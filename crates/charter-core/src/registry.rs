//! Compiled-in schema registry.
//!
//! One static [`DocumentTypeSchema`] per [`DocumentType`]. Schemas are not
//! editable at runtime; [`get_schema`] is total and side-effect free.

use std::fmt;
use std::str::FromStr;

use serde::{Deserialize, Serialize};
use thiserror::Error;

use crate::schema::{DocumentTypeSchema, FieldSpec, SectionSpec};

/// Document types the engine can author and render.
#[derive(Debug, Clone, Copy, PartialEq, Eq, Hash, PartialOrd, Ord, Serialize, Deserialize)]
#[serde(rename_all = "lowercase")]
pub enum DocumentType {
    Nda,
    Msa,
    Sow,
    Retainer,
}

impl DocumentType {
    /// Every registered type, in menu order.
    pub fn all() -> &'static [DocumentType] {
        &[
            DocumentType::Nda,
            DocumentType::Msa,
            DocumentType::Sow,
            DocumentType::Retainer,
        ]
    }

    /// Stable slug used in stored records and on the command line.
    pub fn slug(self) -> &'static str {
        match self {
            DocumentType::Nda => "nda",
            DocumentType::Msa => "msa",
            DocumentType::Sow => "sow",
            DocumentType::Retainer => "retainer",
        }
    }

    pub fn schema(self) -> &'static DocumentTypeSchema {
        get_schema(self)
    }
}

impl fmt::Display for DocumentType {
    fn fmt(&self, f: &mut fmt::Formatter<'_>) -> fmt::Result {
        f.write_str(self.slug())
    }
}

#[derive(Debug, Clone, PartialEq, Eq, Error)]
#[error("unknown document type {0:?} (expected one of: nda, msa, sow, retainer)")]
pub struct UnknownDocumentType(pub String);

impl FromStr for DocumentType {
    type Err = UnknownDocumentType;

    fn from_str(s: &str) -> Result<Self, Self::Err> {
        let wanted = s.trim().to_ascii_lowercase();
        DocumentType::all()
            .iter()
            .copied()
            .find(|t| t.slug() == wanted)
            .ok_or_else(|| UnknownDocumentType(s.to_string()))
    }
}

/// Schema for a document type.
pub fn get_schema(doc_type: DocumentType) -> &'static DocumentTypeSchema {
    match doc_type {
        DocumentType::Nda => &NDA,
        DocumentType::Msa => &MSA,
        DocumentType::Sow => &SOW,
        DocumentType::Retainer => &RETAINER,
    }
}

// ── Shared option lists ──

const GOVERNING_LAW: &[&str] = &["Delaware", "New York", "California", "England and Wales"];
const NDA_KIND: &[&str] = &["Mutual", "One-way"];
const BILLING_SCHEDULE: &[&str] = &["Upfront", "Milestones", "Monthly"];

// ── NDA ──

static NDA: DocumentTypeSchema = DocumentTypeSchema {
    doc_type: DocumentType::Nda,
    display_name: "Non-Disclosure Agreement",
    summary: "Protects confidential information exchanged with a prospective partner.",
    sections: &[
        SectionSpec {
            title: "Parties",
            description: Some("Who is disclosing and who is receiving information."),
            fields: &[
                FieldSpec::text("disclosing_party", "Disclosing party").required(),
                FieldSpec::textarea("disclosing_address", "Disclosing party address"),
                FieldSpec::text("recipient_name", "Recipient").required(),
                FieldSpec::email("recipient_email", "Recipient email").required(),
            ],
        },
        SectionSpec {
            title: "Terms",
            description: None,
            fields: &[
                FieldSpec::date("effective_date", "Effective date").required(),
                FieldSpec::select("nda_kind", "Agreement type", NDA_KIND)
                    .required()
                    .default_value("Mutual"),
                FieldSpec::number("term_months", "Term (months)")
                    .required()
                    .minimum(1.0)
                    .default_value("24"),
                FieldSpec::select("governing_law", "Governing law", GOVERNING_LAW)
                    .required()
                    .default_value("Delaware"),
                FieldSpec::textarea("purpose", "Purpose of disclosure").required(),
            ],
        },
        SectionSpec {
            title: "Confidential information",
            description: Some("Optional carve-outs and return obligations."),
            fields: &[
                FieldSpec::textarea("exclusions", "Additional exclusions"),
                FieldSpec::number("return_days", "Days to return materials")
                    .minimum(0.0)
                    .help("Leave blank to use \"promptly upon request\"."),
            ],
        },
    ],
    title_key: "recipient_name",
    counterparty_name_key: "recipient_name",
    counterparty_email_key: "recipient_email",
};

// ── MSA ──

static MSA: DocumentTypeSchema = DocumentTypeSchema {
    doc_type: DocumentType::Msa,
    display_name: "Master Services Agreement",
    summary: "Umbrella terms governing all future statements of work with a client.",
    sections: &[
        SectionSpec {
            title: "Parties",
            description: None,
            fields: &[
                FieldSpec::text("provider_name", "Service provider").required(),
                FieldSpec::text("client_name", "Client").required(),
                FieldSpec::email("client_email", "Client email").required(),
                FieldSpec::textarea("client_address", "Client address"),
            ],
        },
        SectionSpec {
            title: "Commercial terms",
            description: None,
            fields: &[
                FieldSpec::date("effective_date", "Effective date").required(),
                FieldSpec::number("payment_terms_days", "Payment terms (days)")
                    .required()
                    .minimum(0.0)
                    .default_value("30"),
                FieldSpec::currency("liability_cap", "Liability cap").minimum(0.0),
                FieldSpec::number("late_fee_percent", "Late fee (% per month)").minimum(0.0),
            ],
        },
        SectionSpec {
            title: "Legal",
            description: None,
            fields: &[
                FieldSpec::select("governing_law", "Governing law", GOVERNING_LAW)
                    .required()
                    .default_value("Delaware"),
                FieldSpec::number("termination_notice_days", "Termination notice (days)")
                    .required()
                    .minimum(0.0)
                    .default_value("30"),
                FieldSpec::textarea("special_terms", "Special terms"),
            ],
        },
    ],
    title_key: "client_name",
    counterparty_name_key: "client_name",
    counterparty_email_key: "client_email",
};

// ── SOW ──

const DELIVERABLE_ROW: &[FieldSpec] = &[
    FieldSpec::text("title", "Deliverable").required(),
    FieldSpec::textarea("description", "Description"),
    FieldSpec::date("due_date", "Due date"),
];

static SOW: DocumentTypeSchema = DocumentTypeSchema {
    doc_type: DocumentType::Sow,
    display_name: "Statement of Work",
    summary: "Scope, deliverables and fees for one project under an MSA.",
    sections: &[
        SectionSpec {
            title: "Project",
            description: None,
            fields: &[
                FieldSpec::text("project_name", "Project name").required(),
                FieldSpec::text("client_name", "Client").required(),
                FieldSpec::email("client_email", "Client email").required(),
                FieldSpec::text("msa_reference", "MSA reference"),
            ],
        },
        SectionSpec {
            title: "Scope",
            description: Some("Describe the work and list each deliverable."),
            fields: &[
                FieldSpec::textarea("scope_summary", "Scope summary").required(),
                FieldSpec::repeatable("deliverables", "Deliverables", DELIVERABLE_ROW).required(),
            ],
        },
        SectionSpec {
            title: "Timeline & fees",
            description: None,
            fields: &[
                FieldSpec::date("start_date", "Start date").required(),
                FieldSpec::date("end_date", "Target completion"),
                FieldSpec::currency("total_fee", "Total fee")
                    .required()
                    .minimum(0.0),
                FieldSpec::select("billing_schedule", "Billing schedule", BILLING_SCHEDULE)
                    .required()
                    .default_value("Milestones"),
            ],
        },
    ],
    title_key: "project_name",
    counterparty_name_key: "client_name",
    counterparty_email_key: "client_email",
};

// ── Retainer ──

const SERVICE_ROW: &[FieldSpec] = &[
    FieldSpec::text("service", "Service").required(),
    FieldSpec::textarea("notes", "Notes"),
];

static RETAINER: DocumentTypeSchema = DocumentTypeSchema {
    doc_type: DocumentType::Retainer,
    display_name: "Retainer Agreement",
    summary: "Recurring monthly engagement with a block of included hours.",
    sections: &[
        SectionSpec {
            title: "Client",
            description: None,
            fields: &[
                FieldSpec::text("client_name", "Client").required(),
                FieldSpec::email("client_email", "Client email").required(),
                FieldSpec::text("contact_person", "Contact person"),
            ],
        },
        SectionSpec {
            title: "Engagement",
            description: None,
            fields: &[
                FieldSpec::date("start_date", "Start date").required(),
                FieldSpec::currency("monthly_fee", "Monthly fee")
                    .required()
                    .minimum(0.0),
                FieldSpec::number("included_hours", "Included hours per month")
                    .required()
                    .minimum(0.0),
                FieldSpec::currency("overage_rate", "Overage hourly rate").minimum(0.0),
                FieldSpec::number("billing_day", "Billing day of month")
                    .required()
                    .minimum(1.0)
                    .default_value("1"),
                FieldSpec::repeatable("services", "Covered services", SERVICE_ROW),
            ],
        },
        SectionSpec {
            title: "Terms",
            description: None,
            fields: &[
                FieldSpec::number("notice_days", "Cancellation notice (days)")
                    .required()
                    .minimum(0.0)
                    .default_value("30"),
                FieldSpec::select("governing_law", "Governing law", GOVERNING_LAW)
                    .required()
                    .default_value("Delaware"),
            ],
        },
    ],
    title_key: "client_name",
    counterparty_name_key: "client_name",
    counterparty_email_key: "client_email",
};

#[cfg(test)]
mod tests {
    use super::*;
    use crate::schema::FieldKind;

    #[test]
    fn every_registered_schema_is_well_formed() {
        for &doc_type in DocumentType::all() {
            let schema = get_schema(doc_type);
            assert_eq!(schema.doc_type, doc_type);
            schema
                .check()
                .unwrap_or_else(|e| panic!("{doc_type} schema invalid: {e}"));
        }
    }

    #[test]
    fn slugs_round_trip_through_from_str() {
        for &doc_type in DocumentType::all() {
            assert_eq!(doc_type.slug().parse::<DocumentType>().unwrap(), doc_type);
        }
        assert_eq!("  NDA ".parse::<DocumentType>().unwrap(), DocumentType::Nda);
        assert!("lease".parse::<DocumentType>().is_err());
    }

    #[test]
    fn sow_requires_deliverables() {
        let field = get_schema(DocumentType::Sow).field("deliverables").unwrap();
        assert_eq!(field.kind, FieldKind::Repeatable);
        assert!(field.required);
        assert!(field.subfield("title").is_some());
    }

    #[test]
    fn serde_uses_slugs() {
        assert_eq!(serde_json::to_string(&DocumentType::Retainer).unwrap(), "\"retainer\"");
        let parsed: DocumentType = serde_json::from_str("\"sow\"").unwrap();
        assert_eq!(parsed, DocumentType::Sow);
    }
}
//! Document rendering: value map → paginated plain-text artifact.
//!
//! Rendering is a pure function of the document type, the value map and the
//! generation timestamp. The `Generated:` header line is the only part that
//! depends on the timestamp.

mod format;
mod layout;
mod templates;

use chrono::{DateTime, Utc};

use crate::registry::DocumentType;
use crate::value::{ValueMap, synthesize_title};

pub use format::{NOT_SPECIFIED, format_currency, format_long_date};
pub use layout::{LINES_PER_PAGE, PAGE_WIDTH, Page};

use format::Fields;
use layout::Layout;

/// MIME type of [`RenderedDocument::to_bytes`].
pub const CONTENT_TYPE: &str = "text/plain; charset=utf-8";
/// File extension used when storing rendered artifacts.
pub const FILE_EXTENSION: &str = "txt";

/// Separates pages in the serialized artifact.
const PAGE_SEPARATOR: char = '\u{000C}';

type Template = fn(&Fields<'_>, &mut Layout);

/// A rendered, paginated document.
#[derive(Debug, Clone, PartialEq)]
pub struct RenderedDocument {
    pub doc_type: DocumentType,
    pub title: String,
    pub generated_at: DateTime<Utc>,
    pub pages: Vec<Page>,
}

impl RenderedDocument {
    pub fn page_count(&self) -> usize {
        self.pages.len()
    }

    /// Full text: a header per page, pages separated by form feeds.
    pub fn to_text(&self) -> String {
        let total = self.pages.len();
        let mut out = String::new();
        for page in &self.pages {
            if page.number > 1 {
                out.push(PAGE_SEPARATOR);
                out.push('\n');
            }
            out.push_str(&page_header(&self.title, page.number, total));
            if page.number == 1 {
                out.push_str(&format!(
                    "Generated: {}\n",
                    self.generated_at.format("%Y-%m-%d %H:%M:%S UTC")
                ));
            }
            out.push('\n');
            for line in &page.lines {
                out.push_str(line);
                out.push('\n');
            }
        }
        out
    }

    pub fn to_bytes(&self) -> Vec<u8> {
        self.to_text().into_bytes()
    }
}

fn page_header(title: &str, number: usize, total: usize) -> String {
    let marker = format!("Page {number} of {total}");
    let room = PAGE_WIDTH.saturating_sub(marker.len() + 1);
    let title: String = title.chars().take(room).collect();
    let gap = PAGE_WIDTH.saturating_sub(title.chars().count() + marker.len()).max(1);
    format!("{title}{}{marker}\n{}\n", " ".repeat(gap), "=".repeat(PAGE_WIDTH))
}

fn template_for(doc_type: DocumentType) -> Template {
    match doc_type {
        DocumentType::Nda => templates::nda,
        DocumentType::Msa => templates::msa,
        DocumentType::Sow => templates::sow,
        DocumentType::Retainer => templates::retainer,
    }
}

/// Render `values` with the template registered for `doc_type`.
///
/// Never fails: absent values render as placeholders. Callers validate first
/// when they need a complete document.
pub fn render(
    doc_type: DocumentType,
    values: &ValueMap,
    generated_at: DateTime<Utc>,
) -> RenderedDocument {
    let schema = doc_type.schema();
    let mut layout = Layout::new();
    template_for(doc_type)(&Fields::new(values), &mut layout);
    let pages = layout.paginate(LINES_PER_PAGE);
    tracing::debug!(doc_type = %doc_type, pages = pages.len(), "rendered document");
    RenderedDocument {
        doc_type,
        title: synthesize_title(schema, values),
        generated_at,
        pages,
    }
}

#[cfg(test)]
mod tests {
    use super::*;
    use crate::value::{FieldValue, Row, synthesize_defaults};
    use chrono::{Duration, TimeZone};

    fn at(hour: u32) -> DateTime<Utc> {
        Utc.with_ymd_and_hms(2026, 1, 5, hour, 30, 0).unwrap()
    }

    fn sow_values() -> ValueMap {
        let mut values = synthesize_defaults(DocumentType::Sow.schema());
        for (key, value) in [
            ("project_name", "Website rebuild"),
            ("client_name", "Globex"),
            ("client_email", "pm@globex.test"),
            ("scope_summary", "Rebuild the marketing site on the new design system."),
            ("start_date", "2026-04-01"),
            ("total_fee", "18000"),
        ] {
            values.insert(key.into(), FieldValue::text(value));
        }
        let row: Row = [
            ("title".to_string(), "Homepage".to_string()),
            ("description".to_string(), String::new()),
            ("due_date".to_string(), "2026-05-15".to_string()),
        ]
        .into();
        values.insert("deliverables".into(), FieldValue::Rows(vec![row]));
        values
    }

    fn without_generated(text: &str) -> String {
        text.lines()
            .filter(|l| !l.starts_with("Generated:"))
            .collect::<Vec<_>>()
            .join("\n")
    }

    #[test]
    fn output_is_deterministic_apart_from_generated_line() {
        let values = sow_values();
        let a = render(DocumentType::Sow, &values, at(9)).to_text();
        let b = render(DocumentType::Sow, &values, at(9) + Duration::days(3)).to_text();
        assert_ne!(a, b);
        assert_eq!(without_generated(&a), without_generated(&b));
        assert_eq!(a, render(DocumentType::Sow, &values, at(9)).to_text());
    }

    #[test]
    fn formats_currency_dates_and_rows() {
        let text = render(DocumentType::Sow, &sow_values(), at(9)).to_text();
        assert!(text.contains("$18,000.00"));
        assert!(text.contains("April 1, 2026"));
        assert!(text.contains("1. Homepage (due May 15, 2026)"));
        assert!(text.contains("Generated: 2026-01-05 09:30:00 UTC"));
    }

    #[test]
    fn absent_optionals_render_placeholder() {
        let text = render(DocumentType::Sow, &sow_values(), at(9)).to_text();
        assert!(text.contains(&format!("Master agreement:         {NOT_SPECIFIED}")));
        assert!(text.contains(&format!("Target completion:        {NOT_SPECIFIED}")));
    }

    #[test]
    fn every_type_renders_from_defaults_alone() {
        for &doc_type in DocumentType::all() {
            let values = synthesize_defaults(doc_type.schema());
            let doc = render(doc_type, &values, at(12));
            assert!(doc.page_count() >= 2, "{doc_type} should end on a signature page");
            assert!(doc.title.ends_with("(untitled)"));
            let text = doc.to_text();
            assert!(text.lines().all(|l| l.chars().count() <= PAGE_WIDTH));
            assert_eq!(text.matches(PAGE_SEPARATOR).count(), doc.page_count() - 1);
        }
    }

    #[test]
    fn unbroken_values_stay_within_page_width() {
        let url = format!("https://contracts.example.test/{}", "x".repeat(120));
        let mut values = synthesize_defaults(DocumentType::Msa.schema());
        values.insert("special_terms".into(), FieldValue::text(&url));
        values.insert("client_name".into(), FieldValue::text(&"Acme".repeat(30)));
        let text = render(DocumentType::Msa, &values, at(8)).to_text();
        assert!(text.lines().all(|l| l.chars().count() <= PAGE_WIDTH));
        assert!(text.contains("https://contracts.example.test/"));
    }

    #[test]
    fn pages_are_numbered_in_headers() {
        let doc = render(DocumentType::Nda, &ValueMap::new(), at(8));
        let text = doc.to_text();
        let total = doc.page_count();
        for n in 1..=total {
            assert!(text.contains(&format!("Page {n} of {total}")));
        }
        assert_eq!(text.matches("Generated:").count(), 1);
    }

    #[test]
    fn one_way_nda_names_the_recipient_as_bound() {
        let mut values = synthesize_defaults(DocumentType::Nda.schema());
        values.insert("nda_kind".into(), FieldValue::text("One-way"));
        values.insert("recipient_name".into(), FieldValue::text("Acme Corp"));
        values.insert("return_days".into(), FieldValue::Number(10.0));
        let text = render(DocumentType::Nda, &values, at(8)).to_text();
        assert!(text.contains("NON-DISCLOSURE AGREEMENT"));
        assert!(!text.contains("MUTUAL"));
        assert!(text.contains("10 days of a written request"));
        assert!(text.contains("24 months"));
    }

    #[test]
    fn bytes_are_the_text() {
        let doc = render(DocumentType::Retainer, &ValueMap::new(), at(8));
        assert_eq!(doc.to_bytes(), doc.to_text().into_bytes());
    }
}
* * *
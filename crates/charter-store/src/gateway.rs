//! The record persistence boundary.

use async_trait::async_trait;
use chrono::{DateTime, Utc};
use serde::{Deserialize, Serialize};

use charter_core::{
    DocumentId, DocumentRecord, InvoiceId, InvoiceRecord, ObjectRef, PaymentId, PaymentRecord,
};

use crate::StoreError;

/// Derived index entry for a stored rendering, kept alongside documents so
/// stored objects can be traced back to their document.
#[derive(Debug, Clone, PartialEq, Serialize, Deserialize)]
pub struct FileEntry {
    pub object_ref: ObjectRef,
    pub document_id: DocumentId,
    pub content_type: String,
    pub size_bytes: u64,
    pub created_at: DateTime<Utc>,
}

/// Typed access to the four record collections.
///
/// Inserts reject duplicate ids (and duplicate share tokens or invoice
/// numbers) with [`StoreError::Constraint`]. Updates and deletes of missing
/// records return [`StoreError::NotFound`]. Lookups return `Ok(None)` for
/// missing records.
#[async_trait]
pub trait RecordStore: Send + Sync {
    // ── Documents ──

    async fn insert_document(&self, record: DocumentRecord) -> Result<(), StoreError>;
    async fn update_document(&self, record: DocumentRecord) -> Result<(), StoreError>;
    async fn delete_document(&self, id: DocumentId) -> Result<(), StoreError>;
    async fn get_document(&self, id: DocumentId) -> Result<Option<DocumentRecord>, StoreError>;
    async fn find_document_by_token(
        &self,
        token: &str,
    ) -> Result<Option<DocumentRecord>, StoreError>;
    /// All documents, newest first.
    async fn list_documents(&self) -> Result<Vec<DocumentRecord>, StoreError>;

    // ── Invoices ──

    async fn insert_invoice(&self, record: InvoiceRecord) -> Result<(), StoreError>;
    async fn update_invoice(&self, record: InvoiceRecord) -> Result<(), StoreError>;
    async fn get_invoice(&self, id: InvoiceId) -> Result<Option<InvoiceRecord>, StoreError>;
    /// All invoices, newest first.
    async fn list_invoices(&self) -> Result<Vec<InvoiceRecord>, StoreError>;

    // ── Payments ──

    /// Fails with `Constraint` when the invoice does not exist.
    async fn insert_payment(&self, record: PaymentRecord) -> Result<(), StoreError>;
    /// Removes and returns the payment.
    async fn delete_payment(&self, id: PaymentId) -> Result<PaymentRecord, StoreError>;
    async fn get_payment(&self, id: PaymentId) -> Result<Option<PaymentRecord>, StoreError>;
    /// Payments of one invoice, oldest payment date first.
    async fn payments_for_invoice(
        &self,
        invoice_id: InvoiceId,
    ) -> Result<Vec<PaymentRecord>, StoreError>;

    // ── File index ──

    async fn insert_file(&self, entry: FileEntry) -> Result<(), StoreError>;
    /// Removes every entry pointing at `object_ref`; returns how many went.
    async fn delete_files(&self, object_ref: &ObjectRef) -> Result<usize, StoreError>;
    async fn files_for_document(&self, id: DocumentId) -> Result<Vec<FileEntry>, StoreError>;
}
==
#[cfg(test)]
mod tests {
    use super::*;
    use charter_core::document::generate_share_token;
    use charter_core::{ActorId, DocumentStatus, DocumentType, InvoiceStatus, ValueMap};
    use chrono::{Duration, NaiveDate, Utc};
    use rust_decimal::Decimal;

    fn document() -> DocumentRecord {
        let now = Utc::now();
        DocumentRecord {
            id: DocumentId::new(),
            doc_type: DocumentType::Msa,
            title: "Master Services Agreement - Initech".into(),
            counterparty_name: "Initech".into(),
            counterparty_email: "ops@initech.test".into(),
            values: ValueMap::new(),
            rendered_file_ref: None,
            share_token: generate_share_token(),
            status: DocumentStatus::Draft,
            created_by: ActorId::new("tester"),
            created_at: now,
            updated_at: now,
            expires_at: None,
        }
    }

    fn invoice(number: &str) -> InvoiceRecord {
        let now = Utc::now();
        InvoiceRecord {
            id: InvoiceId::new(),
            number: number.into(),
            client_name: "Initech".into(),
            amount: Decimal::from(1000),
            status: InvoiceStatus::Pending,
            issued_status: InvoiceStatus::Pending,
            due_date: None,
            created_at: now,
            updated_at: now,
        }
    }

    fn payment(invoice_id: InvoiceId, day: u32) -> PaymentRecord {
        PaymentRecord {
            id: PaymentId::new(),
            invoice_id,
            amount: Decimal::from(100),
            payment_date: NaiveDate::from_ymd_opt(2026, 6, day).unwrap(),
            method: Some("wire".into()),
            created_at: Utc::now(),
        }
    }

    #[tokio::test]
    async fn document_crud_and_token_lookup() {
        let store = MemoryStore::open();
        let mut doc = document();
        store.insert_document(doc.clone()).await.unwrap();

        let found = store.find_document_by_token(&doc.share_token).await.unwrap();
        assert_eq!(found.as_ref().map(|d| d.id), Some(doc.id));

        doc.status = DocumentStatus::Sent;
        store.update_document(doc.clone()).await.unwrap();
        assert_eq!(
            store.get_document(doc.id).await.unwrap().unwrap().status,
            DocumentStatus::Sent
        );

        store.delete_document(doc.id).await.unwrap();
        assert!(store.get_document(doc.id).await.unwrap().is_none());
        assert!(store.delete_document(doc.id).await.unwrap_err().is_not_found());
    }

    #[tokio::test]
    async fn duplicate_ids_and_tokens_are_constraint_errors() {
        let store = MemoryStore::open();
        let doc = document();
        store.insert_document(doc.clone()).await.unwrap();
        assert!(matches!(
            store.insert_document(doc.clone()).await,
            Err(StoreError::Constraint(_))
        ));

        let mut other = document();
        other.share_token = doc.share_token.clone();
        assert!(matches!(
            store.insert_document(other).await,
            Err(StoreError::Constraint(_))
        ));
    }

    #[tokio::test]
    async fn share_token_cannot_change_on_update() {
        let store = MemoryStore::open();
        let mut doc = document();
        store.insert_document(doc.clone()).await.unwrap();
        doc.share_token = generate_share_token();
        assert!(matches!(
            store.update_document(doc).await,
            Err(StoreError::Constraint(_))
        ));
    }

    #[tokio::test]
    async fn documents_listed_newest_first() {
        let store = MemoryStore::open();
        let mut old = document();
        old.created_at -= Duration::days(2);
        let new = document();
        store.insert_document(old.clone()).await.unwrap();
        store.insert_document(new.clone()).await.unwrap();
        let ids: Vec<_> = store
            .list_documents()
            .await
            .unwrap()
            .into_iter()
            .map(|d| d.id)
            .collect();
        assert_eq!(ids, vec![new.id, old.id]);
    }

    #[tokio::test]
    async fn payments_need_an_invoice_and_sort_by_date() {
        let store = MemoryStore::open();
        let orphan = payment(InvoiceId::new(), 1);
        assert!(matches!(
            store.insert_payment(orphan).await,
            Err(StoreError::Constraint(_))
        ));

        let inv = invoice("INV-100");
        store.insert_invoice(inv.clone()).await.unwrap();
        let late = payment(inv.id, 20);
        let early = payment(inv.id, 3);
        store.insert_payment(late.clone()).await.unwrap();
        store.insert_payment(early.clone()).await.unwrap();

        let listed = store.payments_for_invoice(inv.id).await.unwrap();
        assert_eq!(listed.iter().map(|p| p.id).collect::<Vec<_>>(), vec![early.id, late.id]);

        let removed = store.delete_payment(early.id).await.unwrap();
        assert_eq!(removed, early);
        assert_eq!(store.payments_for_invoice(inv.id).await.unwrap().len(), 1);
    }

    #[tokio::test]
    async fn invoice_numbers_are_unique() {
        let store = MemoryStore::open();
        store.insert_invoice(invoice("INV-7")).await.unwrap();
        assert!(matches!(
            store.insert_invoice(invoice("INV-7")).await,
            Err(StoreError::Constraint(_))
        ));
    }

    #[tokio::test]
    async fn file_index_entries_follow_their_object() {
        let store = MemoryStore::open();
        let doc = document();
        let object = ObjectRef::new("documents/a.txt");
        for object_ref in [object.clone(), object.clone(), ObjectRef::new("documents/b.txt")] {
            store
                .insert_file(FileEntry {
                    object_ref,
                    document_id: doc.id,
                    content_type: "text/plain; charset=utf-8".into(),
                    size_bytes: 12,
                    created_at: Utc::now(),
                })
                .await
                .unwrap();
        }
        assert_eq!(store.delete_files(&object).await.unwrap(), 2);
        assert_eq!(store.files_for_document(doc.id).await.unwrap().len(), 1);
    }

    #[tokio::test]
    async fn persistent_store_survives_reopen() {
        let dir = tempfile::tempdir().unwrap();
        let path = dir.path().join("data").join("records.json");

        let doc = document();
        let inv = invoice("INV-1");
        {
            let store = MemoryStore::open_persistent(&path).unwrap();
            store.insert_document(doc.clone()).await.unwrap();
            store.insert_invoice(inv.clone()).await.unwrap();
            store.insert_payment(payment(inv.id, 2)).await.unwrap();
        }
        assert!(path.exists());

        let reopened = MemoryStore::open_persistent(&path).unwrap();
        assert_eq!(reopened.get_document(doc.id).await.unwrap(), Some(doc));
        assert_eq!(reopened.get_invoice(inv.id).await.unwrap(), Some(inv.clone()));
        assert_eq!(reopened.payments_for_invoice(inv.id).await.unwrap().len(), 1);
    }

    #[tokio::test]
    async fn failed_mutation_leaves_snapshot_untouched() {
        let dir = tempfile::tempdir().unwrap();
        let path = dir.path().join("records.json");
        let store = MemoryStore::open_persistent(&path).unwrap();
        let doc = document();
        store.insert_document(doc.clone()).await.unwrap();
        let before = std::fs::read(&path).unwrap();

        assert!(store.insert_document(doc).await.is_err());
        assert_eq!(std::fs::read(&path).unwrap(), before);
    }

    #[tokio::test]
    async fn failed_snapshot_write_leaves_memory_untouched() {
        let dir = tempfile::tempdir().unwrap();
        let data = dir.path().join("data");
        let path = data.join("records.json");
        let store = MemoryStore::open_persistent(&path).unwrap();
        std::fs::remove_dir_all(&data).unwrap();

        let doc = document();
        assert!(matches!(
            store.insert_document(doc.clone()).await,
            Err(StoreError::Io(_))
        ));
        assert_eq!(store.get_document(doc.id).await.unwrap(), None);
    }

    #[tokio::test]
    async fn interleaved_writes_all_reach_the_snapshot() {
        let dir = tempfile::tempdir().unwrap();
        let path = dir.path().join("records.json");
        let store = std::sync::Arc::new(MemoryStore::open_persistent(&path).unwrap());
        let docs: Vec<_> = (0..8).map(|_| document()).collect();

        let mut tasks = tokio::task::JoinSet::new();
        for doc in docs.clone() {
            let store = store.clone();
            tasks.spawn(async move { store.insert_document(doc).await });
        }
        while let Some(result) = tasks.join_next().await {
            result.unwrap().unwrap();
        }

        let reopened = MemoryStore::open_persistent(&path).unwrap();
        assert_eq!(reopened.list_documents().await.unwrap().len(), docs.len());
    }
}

What you will do: All lines in the listing above with the string "templates" should be returned.

Solution:
mod templates;
        DocumentType::Nda => templates::nda,
        DocumentType::Msa => templates::msa,
        DocumentType::Sow => templates::sow,
        DocumentType::Retainer => templates::retainer,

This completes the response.